--- What to produce ---
Extract all lines in the data that contain the word "slot".

--- Stored data entries ---
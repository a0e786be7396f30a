//! Transport boundary for websocket IO.
//!
//! The connection owns protocol state and policies; a `Transport` only moves
//! text frames.

use async_trait::async_trait;
use futures::stream::BoxStream;

use crate::error::Result;

mod tungstenite;

pub use self::tungstenite::TungsteniteTransport;

/// Inbound text frames. The stream ending is a clean close; an `Err` item is
/// a transport failure and is the last item the connection will read.
pub type TransportStream = BoxStream<'static, Result<String>>;

/// Write half of an open transport
#[async_trait]
pub trait TransportSink: Send {
    async fn send(&mut self, text: String) -> Result<()>;

    async fn close(&mut self) -> Result<()>;
}

#[async_trait]
pub trait Transport: Send + Sync + 'static {
    async fn open(&self, url: &str) -> Result<(Box<dyn TransportSink>, TransportStream)>;
}
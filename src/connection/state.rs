use std::fmt;

/// Connection lifecycle states
#[derive(Debug, Clone, Copy, PartialEq, Eq)]
#[repr(u8)]
pub enum ConnectionState {
    /// Created, connect() not yet run
    Initialized = 0,
    /// Opening the transport or waiting for `pusher:connection_established`.
    /// Also where the connection parks after retries are exhausted.
    Connecting = 1,
    /// Socket id assigned
    Connected = 2,
    /// Explicitly disconnected by the owner
    Disconnected = 3,
}

impl From<u8> for ConnectionState {
    fn from(value: u8) -> Self {
        match value {
            0 => ConnectionState::Initialized,
            1 => ConnectionState::Connecting,
            2 => ConnectionState::Connected,
            3 => ConnectionState::Disconnected,
            _ => ConnectionState::Initialized,
        }
    }
}

impl fmt::Display for ConnectionState {
    fn fmt(&self, f: &mut fmt::Formatter<'_>) -> fmt::Result {
        let name = match self {
            ConnectionState::Initialized => "initialized",
            ConnectionState::Connecting => "connecting",
            ConnectionState::Connected => "connected",
            ConnectionState::Disconnected => "disconnected",
        };
        f.write_str(name)
    }
}

#[cfg(test)]
mod tests {
    use super::*;

    #[test]
    fn test_round_trips_through_u8() {
        for state in [
            ConnectionState::Initialized,
            ConnectionState::Connecting,
            ConnectionState::Connected,
            ConnectionState::Disconnected,
        ] {
            assert_eq!(ConnectionState::from(state as u8), state);
        }
        assert_eq!(ConnectionState::from(42), ConnectionState::Initialized);
    }

    #[test]
    fn test_display() {
        assert_eq!(ConnectionState::Connected.to_string(), "connected");
    }
}
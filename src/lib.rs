// Shared infrastructure
pub mod config;
pub mod error;
pub mod telemetry;

// Wire protocol and external collaborators
pub mod auth;
pub mod protocol;
pub mod transport;

// Subscription core
pub mod channel;
pub mod client;
pub mod connection;
pub mod events;

// Test doubles for downstream integration tests
pub mod testing;

pub use auth::{AuthClient, AuthResult, HttpAuthClient};
pub use channel::Channel;
pub use client::{Client, ClientBuilder};
pub use config::{BackoffConfig, ClientConfig, Settings};
pub use connection::{Connection, ConnectionState};
pub use error::{PusherError, Result};
pub use events::{EventEmitter, Listener};
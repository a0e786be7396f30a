use async_trait::async_trait;
use futures::stream::SplitSink;
use futures::{SinkExt, StreamExt};
use tokio::net::TcpStream;
use tokio_tungstenite::{connect_async, tungstenite::Message, MaybeTlsStream, WebSocketStream};

use super::{Transport, TransportSink, TransportStream};
use crate::error::{PusherError, Result};

type WsStream = WebSocketStream<MaybeTlsStream<TcpStream>>;

/// `tokio-tungstenite` backed transport
#[derive(Debug, Clone, Copy, Default)]
pub struct TungsteniteTransport;

impl TungsteniteTransport {
    pub fn new() -> Self {
        Self
    }
}

struct TungsteniteSink {
    inner: SplitSink<WsStream, Message>,
}

#[async_trait]
impl TransportSink for TungsteniteSink {
    async fn send(&mut self, text: String) -> Result<()> {
        self.inner
            .send(Message::Text(text.into()))
            .await
            .map_err(|e| PusherError::connection(format!("write failed: {}", e)))
    }

    async fn close(&mut self) -> Result<()> {
        self.inner
            .close()
            .await
            .map_err(|e| PusherError::connection(format!("close failed: {}", e)))
    }
}

#[async_trait]
impl Transport for TungsteniteTransport {
    async fn open(&self, url: &str) -> Result<(Box<dyn TransportSink>, TransportStream)> {
        let (ws_stream, _response) = connect_async(url)
            .await
            .map_err(|e| PusherError::connection(format!("connect to {} failed: {}", url, e)))?;

        let (write, mut read) = ws_stream.split();

        let frames = async_stream::stream! {
            while let Some(msg) = read.next().await {
                match msg {
                    Ok(Message::Text(text)) => yield Ok(text.as_str().to_owned()),
                    Ok(Message::Close(frame)) => {
                        tracing::debug!(frame = ?frame, "Received close frame");
                        break;
                    }
                    // Pong is handled automatically by tungstenite
                    Ok(_) => {}
                    Err(e) => {
                        yield Err(PusherError::connection(format!("read failed: {}", e)));
                        break;
                    }
                }
            }
        };

        Ok((Box::new(TungsteniteSink { inner: write }), Box::pin(frames)))
    }
}
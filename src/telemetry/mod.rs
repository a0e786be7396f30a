//! Tracing subscriber setup for binaries and examples.
//!
//! The library itself only emits `tracing` events; installing a subscriber
//! is left to whoever owns the process.
//!
//! # Environment Variables
//!
//! | Variable | Description | Default |
//! |----------|-------------|---------|
//! | `RUST_LOG` | `EnvFilter` directives | `info` |
//! | `LOG_FORMAT` | `json` for JSON lines, anything else for text | text |

use tracing_subscriber::{layer::SubscriberExt, util::SubscriberInitExt, EnvFilter};

/// Output format of the fmt layer
#[derive(Debug, Clone, Copy, PartialEq, Eq)]
pub enum LogFormat {
    Text,
    Json,
}

impl LogFormat {
    pub fn from_env() -> Self {
        match std::env::var("LOG_FORMAT") {
            Ok(v) => Self::parse(&v),
            Err(_) => LogFormat::Text,
        }
    }

    fn parse(value: &str) -> Self {
        if value.eq_ignore_ascii_case("json") {
            LogFormat::Json
        } else {
            LogFormat::Text
        }
    }
}

/// Install the global subscriber. Returns `false` if one was already set.
pub fn init_tracing(format: LogFormat) -> bool {
    let env_filter = EnvFilter::try_from_default_env()
        .unwrap_or_else(|_| EnvFilter::new("info"));

    let result = match format {
        LogFormat::Json => tracing_subscriber::registry()
            .with(env_filter)
            .with(tracing_subscriber::fmt::layer().json())
            .try_init(),
        LogFormat::Text => tracing_subscriber::registry()
            .with(env_filter)
            .with(tracing_subscriber::fmt::layer())
            .try_init(),
    };

    result.is_ok()
}
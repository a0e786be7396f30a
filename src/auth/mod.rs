mod http;

use async_trait::async_trait;
use serde::{Deserialize, Serialize};

use crate::error::Result;

pub use self::http::HttpAuthClient;

/// Token (and optional presence payload) granted for one channel
#[derive(Debug, Clone, PartialEq, Eq, Serialize, Deserialize)]
pub struct AuthResult {
    pub auth: String,
    #[serde(default)]
    pub channel_data: Option<String>,
}

/// Grants access to restricted channels.
///
/// Any failure must come back as `PusherError::AuthorizationFailure`.
#[async_trait]
pub trait AuthClient: Send + Sync + 'static {
    async fn authorize(&self, channel_name: &str, socket_id: &str) -> Result<AuthResult>;
}
//! Per-instance listener tables.
//!
//! Every `Connection` and every `Channel` owns its own `EventEmitter`; no
//! listener table is shared between instances.

use std::fmt;
use std::sync::Arc;

use dashmap::DashMap;
use serde_json::Value;

/// A listener callback. Identity is the allocation: clones of the same
/// `Listener` compare equal, two `Listener::new` calls never do.
#[derive(Clone)]
pub struct Listener(Arc<dyn Fn(&Value) + Send + Sync>);

impl Listener {
    pub fn new(callback: impl Fn(&Value) + Send + Sync + 'static) -> Self {
        Self(Arc::new(callback))
    }

    fn call(&self, data: &Value) {
        (self.0)(data)
    }
}

impl PartialEq for Listener {
    fn eq(&self, other: &Self) -> bool {
        Arc::ptr_eq(&self.0, &other.0)
    }
}

impl Eq for Listener {}

impl fmt::Debug for Listener {
    fn fmt(&self, f: &mut fmt::Formatter<'_>) -> fmt::Result {
        write!(f, "Listener({:p})", Arc::as_ptr(&self.0))
    }
}

/// event name -> listeners
#[derive(Default)]
pub struct EventEmitter {
    listeners: DashMap<String, Vec<Listener>>,
}

impl EventEmitter {
    pub fn new() -> Self {
        Self::default()
    }

    /// Add a listener. Binding the same listener twice is a no-op.
    pub fn bind(&self, event: &str, listener: &Listener) {
        let mut entry = self.listeners.entry(event.to_string()).or_default();
        if !entry.contains(listener) {
            entry.push(listener.clone());
        }
    }

    /// Remove a listener if present.
    pub fn unbind(&self, event: &str, listener: &Listener) {
        if let Some(mut entry) = self.listeners.get_mut(event) {
            entry.retain(|l| l != listener);
            if entry.is_empty() {
                drop(entry);
                self.listeners.remove_if(event, |_, v| v.is_empty());
            }
        }
    }

    /// Invoke every listener bound to `event` on the caller's task.
    ///
    /// The listener list is snapshotted before the first call, so callbacks
    /// may bind or unbind freely; such changes apply to the next broadcast.
    pub fn broadcast(&self, event: &str, data: &Value) {
        let snapshot = match self.listeners.get(event) {
            Some(entry) => entry.value().clone(),
            None => return,
        };

        for listener in &snapshot {
            listener.call(data);
        }
    }

    pub fn listener_count(&self, event: &str) -> usize {
        self.listeners.get(event).map(|e| e.len()).unwrap_or(0)
    }

    /// Drop every listener of every event
    pub fn clear(&self) {
        self.listeners.clear();
    }
}

#[cfg(test)]
mod tests {
    use super::*;
    use serde_json::json;
    use std::sync::atomic::{AtomicUsize, Ordering};

    fn counting_listener(counter: &Arc<AtomicUsize>) -> Listener {
        let counter = counter.clone();
        Listener::new(move |_| {
            counter.fetch_add(1, Ordering::SeqCst);
        })
    }

    #[test]
    fn test_broadcast_reaches_each_listener_once() {
        let emitter = EventEmitter::new();
        let a = Arc::new(AtomicUsize::new(0));
        let b = Arc::new(AtomicUsize::new(0));
        let la = counting_listener(&a);
        let lb = counting_listener(&b);

        emitter.bind("update", &la);
        emitter.bind("update", &lb);
        emitter.broadcast("update", &json!({"n": 1}));

        assert_eq!(a.load(Ordering::SeqCst), 1);
        assert_eq!(b.load(Ordering::SeqCst), 1);
    }

    #[test]
    fn test_bind_is_idempotent() {
        let emitter = EventEmitter::new();
        let count = Arc::new(AtomicUsize::new(0));
        let listener = counting_listener(&count);

        emitter.bind("update", &listener);
        emitter.bind("update", &listener.clone());
        assert_eq!(emitter.listener_count("update"), 1);

        emitter.broadcast("update", &Value::Null);
        assert_eq!(count.load(Ordering::SeqCst), 1);
    }

    #[test]
    fn test_unbind_stops_delivery() {
        let emitter = EventEmitter::new();
        let count = Arc::new(AtomicUsize::new(0));
        let listener = counting_listener(&count);

        emitter.bind("update", &listener);
        emitter.broadcast("update", &Value::Null);
        emitter.unbind("update", &listener);
        emitter.broadcast("update", &Value::Null);

        assert_eq!(count.load(Ordering::SeqCst), 1);
        assert_eq!(emitter.listener_count("update"), 0);
    }

    #[test]
    fn test_unbind_unknown_is_noop() {
        let emitter = EventEmitter::new();
        let listener = Listener::new(|_| {});
        emitter.unbind("missing", &listener);
        emitter.broadcast("missing", &Value::Null);
    }

    #[test]
    fn test_events_are_isolated_by_name() {
        let emitter = EventEmitter::new();
        let count = Arc::new(AtomicUsize::new(0));
        emitter.bind("a", &counting_listener(&count));
        emitter.broadcast("b", &Value::Null);
        assert_eq!(count.load(Ordering::SeqCst), 0);
    }

    #[test]
    fn test_emitters_do_not_share_listeners() {
        let first = EventEmitter::new();
        let second = EventEmitter::new();
        let count = Arc::new(AtomicUsize::new(0));
        first.bind("update", &counting_listener(&count));

        second.broadcast("update", &Value::Null);
        assert_eq!(count.load(Ordering::SeqCst), 0);
    }

    #[test]
    fn test_unbind_from_inside_callback() {
        let emitter = Arc::new(EventEmitter::new());
        let count = Arc::new(AtomicUsize::new(0));
        let slot: Arc<std::sync::Mutex<Option<Listener>>> = Arc::new(std::sync::Mutex::new(None));

        let listener = {
            let emitter = emitter.clone();
            let count = count.clone();
            let slot = slot.clone();
            Listener::new(move |_| {
                count.fetch_add(1, Ordering::SeqCst);
                if let Some(me) = slot.lock().unwrap().as_ref() {
                    emitter.unbind("once", me);
                }
            })
        };
        *slot.lock().unwrap() = Some(listener.clone());
        emitter.bind("once", &listener);

        emitter.broadcast("once", &Value::Null);
        emitter.broadcast("once", &Value::Null);
        assert_eq!(count.load(Ordering::SeqCst), 1);
    }

    #[test]
    fn test_bind_from_inside_callback() {
        let emitter = Arc::new(EventEmitter::new());
        let late = Arc::new(AtomicUsize::new(0));
        let late_listener = counting_listener(&late);

        let binder = {
            let emitter = emitter.clone();
            Listener::new(move |_| emitter.bind("grow", &late_listener))
        };
        emitter.bind("grow", &binder);

        emitter.broadcast("grow", &Value::Null);
        emitter.broadcast("grow", &Value::Null);
        assert_eq!(late.load(Ordering::SeqCst), 1);
    }
}
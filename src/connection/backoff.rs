//! Exponential backoff for transport reconnection

use std::time::Duration;

use rand::Rng;

use crate::config::BackoffConfig;

/// Retry delays grow exponentially with the retry counter and are capped at
/// `max_delay_ms`. Once the sum of scheduled delays would pass
/// `give_up_after_ms`, no further delay is handed out.
#[derive(Debug, Clone)]
pub struct ReconnectBackoff {
    config: BackoffConfig,
    retry_counter: u32,
    elapsed_ms: u64,
}

impl ReconnectBackoff {
    pub fn new() -> Self {
        Self::with_config(BackoffConfig::default())
    }

    pub fn with_config(config: BackoffConfig) -> Self {
        Self {
            config,
            retry_counter: 1,
            elapsed_ms: 0,
        }
    }

    /// Delay for a given retry counter, before jitter
    pub fn delay_for(&self, retry_counter: u32) -> Duration {
        let exponent = retry_counter.saturating_sub(1).min(64) as i32;
        let base_delay = self.config.initial_delay_ms as f64 * self.config.multiplier.max(1.0).powi(exponent);
        let capped_delay = base_delay.min(self.config.max_delay_ms as f64);
        Duration::from_millis(capped_delay.max(0.0) as u64)
    }

    /// Get the next delay, or `None` once the cumulative budget is spent
    pub fn next_delay(&mut self) -> Option<Duration> {
        let capped_delay = self.delay_for(self.retry_counter).as_millis() as f64;

        // Apply jitter only if jitter_factor > 0
        let jitter_range = capped_delay * self.config.jitter_factor;
        let final_delay = if jitter_range > 0.0 {
            let jitter = rand::rng().random_range(-jitter_range..jitter_range);
            (capped_delay + jitter).max(1.0) as u64
        } else {
            capped_delay as u64
        };

        if self.elapsed_ms.saturating_add(final_delay) > self.config.give_up_after_ms {
            return None;
        }

        self.elapsed_ms += final_delay;
        self.retry_counter += 1;

        Some(Duration::from_millis(final_delay))
    }

    /// Back to the floor after a successful connection
    pub fn reset(&mut self) {
        self.retry_counter = 1;
        self.elapsed_ms = 0;
    }

    pub fn retry_counter(&self) -> u32 {
        self.retry_counter
    }
}

impl Default for ReconnectBackoff {
    fn default() -> Self {
        Self::new()
    }
}

#[cfg(test)]
mod tests {
    use super::*;

    fn config(initial: u64, max: u64, give_up: u64) -> BackoffConfig {
        BackoffConfig {
            initial_delay_ms: initial,
            max_delay_ms: max,
            multiplier: 2.0,
            jitter_factor: 0.0,
            give_up_after_ms: give_up,
        }
    }

    #[test]
    fn test_delays_double_from_initial() {
        let mut backoff = ReconnectBackoff::with_config(config(1000, 60_000, 3_600_000));

        assert_eq!(backoff.next_delay(), Some(Duration::from_secs(1)));
        assert_eq!(backoff.next_delay(), Some(Duration::from_secs(2)));
        assert_eq!(backoff.next_delay(), Some(Duration::from_secs(4)));
        assert_eq!(backoff.retry_counter(), 4);
    }

    #[test]
    fn test_delays_are_monotonic_and_capped() {
        let backoff = ReconnectBackoff::with_config(config(1000, 30_000, 3_600_000));

        let mut previous = Duration::ZERO;
        for counter in 1..200 {
            let delay = backoff.delay_for(counter);
            assert!(delay >= previous);
            assert!(delay <= Duration::from_secs(30));
            previous = delay;
        }
    }

    #[test]
    fn test_gives_up_after_cumulative_budget() {
        let mut backoff = ReconnectBackoff::with_config(config(1000, 1000, 3500));

        assert!(backoff.next_delay().is_some());
        assert!(backoff.next_delay().is_some());
        assert!(backoff.next_delay().is_some());
        assert!(backoff.next_delay().is_none());
        // stays given up
        assert!(backoff.next_delay().is_none());
    }

    #[test]
    fn test_default_budget_is_one_hour() {
        let mut backoff = ReconnectBackoff::new();
        let mut total = Duration::ZERO;
        while let Some(delay) = backoff.next_delay() {
            total += delay;
        }
        assert!(total <= Duration::from_secs(3600));
        assert!(total > Duration::from_secs(3500));
    }

    #[test]
    fn test_reset() {
        let mut backoff = ReconnectBackoff::with_config(config(100, 10_000, 3_600_000));
        backoff.next_delay();
        backoff.next_delay();

        backoff.reset();
        assert_eq!(backoff.retry_counter(), 1);
        assert_eq!(backoff.next_delay(), Some(Duration::from_millis(100)));
    }

    #[test]
    fn test_jitter_stays_within_range() {
        let mut backoff = ReconnectBackoff::with_config(BackoffConfig {
            jitter_factor: 0.1,
            ..config(1000, 60_000, 3_600_000)
        });
        let delay = backoff.next_delay().unwrap();
        assert!(delay >= Duration::from_millis(900));
        assert!(delay <= Duration::from_millis(1100));
    }
}
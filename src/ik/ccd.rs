//! CCD 链求解器
//!
//! 迭代式逐关节求解：
//! - 每次迭代从靠近末端的关节向根遍历，绕关节把末端转向目标
//! - 单步旋转角受 max_angle_per_step 限制，避免姿态跳变
//! - 距离不再改善时回退到历史最优迭代结果后退出
//!
//! 收敛契约：至多 iterations 次迭代；末端与目标距离小于
//! tolerance × 链长 时提前退出；目标不可达时输出最优近似。

use glam::Quat;

use crate::skeleton::BoneTransform;

use super::{ChainSolver, IkGoal};

/// CCD 求解器
#[derive(Clone, Copy, Debug)]
pub struct CcdSolver {
    /// 最大迭代次数
    pub iterations: u32,
    /// 单关节单步最大旋转角（弧度）
    pub max_angle_per_step: f32,
    /// 收敛容差（相对链长）
    pub tolerance: f32,
}

impl Default for CcdSolver {
    fn default() -> Self {
        Self {
            iterations: 16,
            max_angle_per_step: std::f32::consts::FRAC_PI_4,
            tolerance: 1.0e-3,
        }
    }
}

impl CcdSolver {
    /// 绕链上第 joint 个关节旋转其后所有节段
    ///
    /// 关节自身位置不动，朝向与后续节段一起旋转，节段长度保持不变。
    fn rotate_from_joint(chain: &[usize], joint: usize, delta: Quat, pose: &mut [BoneTransform]) {
        let pivot = pose[chain[joint]].translation;
        for (offset, &bone) in chain.iter().enumerate().skip(joint) {
            if offset > joint {
                pose[bone].translation = pivot + delta * (pose[bone].translation - pivot);
            }
            pose[bone].rotation = (delta * pose[bone].rotation).normalize();
        }
    }

    fn chain_length(chain: &[usize], pose: &[BoneTransform]) -> f32 {
        chain
            .windows(2)
            .map(|w| (pose[w[1]].translation - pose[w[0]].translation).length())
            .sum()
    }
}

impl ChainSolver for CcdSolver {
    fn solve_chain(&self, chain: &[usize], goal: &IkGoal, pose: &mut [BoneTransform]) {
        if chain.len() < 2 {
            return;
        }
        if chain.iter().any(|&bone| bone >= pose.len()) {
            return;
        }

        let tip = *chain.last().unwrap_or(&0);
        let total_length = Self::chain_length(chain, pose);
        if total_length <= f32::EPSILON {
            return;
        }
        let tolerance = self.tolerance * total_length;

        // 历史最优（用于不收敛时回退）
        let mut best: Vec<BoneTransform> = chain.iter().map(|&bone| pose[bone]).collect();
        let mut best_distance = (pose[tip].translation - goal.position).length();

        for _ in 0..self.iterations {
            if best_distance <= tolerance {
                break;
            }

            // 从末端前一个关节向根逐关节修正
            for joint in (0..chain.len() - 1).rev() {
                let pivot = pose[chain[joint]].translation;
                let to_tip = pose[tip].translation - pivot;
                let to_goal = goal.position - pivot;

                let to_tip_dir = to_tip.normalize_or_zero();
                let to_goal_dir = to_goal.normalize_or_zero();
                if to_tip_dir.length_squared() < 1.0e-8 || to_goal_dir.length_squared() < 1.0e-8 {
                    continue;
                }

                let dot = to_tip_dir.dot(to_goal_dir).clamp(-1.0, 1.0);
                let angle = dot.acos();
                if angle < 1.0e-5 {
                    continue;
                }
                let angle = angle.min(self.max_angle_per_step);

                let axis = to_tip_dir.cross(to_goal_dir).normalize_or_zero();
                if axis.length_squared() < 1.0e-8 {
                    continue;
                }

                let delta = Quat::from_axis_angle(axis, angle);
                Self::rotate_from_joint(chain, joint, delta, pose);
            }

            let distance = (pose[tip].translation - goal.position).length();
            if distance < best_distance {
                best_distance = distance;
                for (slot, &bone) in best.iter_mut().zip(chain.iter()) {
                    *slot = pose[bone];
                }
            } else {
                // 不再改善：回退到最优结果并退出
                for (slot, &bone) in best.iter().zip(chain.iter()) {
                    pose[bone] = *slot;
                }
                break;
            }
        }

        // 末端朝向对齐目标
        pose[tip].rotation = goal.rotation.normalize();
    }
}

#[cfg(test)]
mod tests {
    use super::*;
    use glam::Vec3;

    /// 竖直三节链：0 -(1)- 1 -(1)- 2
    fn straight_chain() -> Vec<BoneTransform> {
        vec![
            BoneTransform::from_translation(Vec3::ZERO),
            BoneTransform::from_translation(Vec3::Y),
            BoneTransform::from_translation(Vec3::Y * 2.0),
        ]
    }

    #[test]
    fn test_reaches_reachable_goal() {
        let mut pose = straight_chain();
        let goal = IkGoal {
            position: Vec3::new(1.0, 1.0, 0.0),
            rotation: Quat::IDENTITY,
        };

        CcdSolver::default().solve_chain(&[0, 1, 2], &goal, &mut pose);

        let distance = (pose[2].translation - goal.position).length();
        assert!(distance < 0.05, "末端距目标 {distance}");
    }

    #[test]
    fn test_preserves_segment_lengths() {
        let mut pose = straight_chain();
        let goal = IkGoal {
            position: Vec3::new(0.8, 1.2, 0.3),
            rotation: Quat::IDENTITY,
        };

        CcdSolver::default().solve_chain(&[0, 1, 2], &goal, &mut pose);

        let seg0 = (pose[1].translation - pose[0].translation).length();
        let seg1 = (pose[2].translation - pose[1].translation).length();
        assert!((seg0 - 1.0).abs() < 1e-4);
        assert!((seg1 - 1.0).abs() < 1e-4);
    }

    #[test]
    fn test_unreachable_goal_best_effort() {
        let mut pose = straight_chain();
        // 链长 2，目标在 4 之外：应尽量伸直指向目标
        let goal = IkGoal {
            position: Vec3::new(0.0, 4.0, 0.0),
            rotation: Quat::IDENTITY,
        };

        CcdSolver::default().solve_chain(&[0, 1, 2], &goal, &mut pose);

        let distance = (pose[2].translation - goal.position).length();
        assert!(distance < 2.1, "最优近似不应劣于初始姿态");
    }

    #[test]
    fn test_tip_rotation_matches_goal() {
        let mut pose = straight_chain();
        let goal = IkGoal {
            position: Vec3::new(1.0, 1.0, 0.0),
            rotation: Quat::from_rotation_z(0.5),
        };

        CcdSolver::default().solve_chain(&[0, 1, 2], &goal, &mut pose);
        assert!(pose[2].rotation.dot(goal.rotation).abs() > 1.0 - 1e-5);
    }

    #[test]
    fn test_ignores_degenerate_chain() {
        let mut pose = straight_chain();
        let before = pose.clone();
        let goal = IkGoal {
            position: Vec3::X,
            rotation: Quat::IDENTITY,
        };

        // 单骨骼与越界链都应原样返回
        CcdSolver::default().solve_chain(&[1], &goal, &mut pose);
        CcdSolver::default().solve_chain(&[0, 9], &goal, &mut pose);
        assert_eq!(pose, before);
    }
}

--- Answer to the exercise ---
        let slot: Arc<std::sync::Mutex<Option<Listener>>> = Arc::new(std::sync::Mutex::new(None));
            let slot = slot.clone();
                if let Some(me) = slot.lock().unwrap().as_ref() {
        *slot.lock().unwrap() = Some(listener.clone());
                for (slot, &bone) in best.iter_mut().zip(chain.iter()) {
                    *slot = pose[bone];
                for (slot, &bone) in best.iter().zip(chain.iter()) {
                    pose[bone] = *slot;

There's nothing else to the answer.